In the third edition of _Textbook of Clinical Psychiatry_ (1999), we find similar statements:

p. 43: “Although reliable criteria have been constructed for many psychiatric disorders, validation of the diagnostic categories as specific entities has not been established.”

p. 51: Most of these [genetic studies] examine candidate genes in the serotonergic pathways, and have not found convincing evidence of an association.”

In Andreasen and Black’s (2001) _Introductory Textbook of Psychiatry, we find, in the chapter on schizophrenia:

p. 23. “In the areas of pathophysiology and etiology, psychiatry has more uncharted territory than the rest of medicine…Much of the current investigative research in psychiatry is directed toward the goal of identifying the pathophysiology and etiology of major mental illnesses, but this goal has been achieved for only a few disorders (Alzheimer’s disease, multi-infarct dementia, Huntington’s disease, and substance-induced syndromes such as amphetamine-related psychosis or Wernicke-Korsakoff syndrome).”

p. 231: “In the absence of visible lesions and known pathogens, investigators have turned to the exploration of models that could explain the diversity of symptoms through a single cognitive mechanism.”

p. 450: “Many candidate regions [of the brain] have been explored [for schizophrenia] but none have been confirmed.”

As you are no doubt familiar with these textbooks you cited, you will agree that such statements invalidate claims for specific, reliable biological causes or signs of “mental illnesses.” In the judgment of the panel members, your reply fails to produce or cite any specific evidence of any specific pathophysiology underlying any “mental disorder.”

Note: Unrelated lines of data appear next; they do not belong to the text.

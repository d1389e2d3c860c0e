// src/application/mod.rs
//
// Application Layer
//
// ARCHITECTURE:
// - This layer sits ABOVE the services
// - It provides the boundary between UI and Domain (Services)
// - It translates between DTOs and domain entities

pub mod dto;
pub mod state;

pub use dto::*;
pub use state::AppState;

You have also referred us to 60 volumes of _Archives of General Psychiatry and 160 volumes of _The American Journal of Psychiatry. The 28 July 2003 cover letter from the hunger strikers and panelists that they sent to you by certified mail stated:

“We are aware that research studies can run to thousands of pages. Therefore, please respond only with those studies that you consider the best available in support of your claims and theories in a timely way. When responding with evidence, please send citations for the original publications or copies of the publications you are citing.”

Like you, we are familiar with the material found in these journals. It is understandable why you did not provide any citations. There is not a single study that provides valid and reliable evidence for the “biological basis of mental illness.”

The members of the panel wish to make some further observations which we hope will assist the American Psychiatric Association to present an honest scientific stance with respect to the hunger strikers’ questions.

In the panel’s view, the questions posed by the hunger strikers are serious and fair. These questions are legitimate questions that any patient or family member or interested person might ask of any psychiatrist, or a student might ask of a professor. The panel was therefore quite dismayed that you, as Medical Director of the world’s largest, wealthiest, and most resourceful psychiatric association, could not provide a more specific or substantial response than the equivalent of, “See our textbook.”

If, as you state in your letter, “the answers to [the above] questions are widely available in the scientific literature, and have been for years,” then it behooves your organization to make these answers and their specific sources — if they differ from the quotes we present in this letter — available promptly.

The panel members could not help but notice the contrast between the hunger strikers, who ask clear questions about the science of psychiatry and consciously take risks in the name of protecting the well-being of users of psychiatry, and the American Psychiatric Association, which evades revealing what actual scientific evidence justifies its authority. By not giving specific answers to the questions posed by the hunger strikers, you appear to be affirming the very reason for the hunger strike.

Sincerely,

Fred Baughman, MD
Mary Boyle, PhD
Peter Breggin, MD
David Cohen, PhD
Ty Colbert, PhD
Pat Deegan, PhD
Al Galves, PhD
Thomas Greening, PhD
David Jacobs, PhD
Jay Joseph, PhD
Jonathan Leo, PhD
Bruce Levine, PhD
Loren Mosher, MD
Stuart Shipko, MD

The hunger strikers endorse the scientific panel’s statement.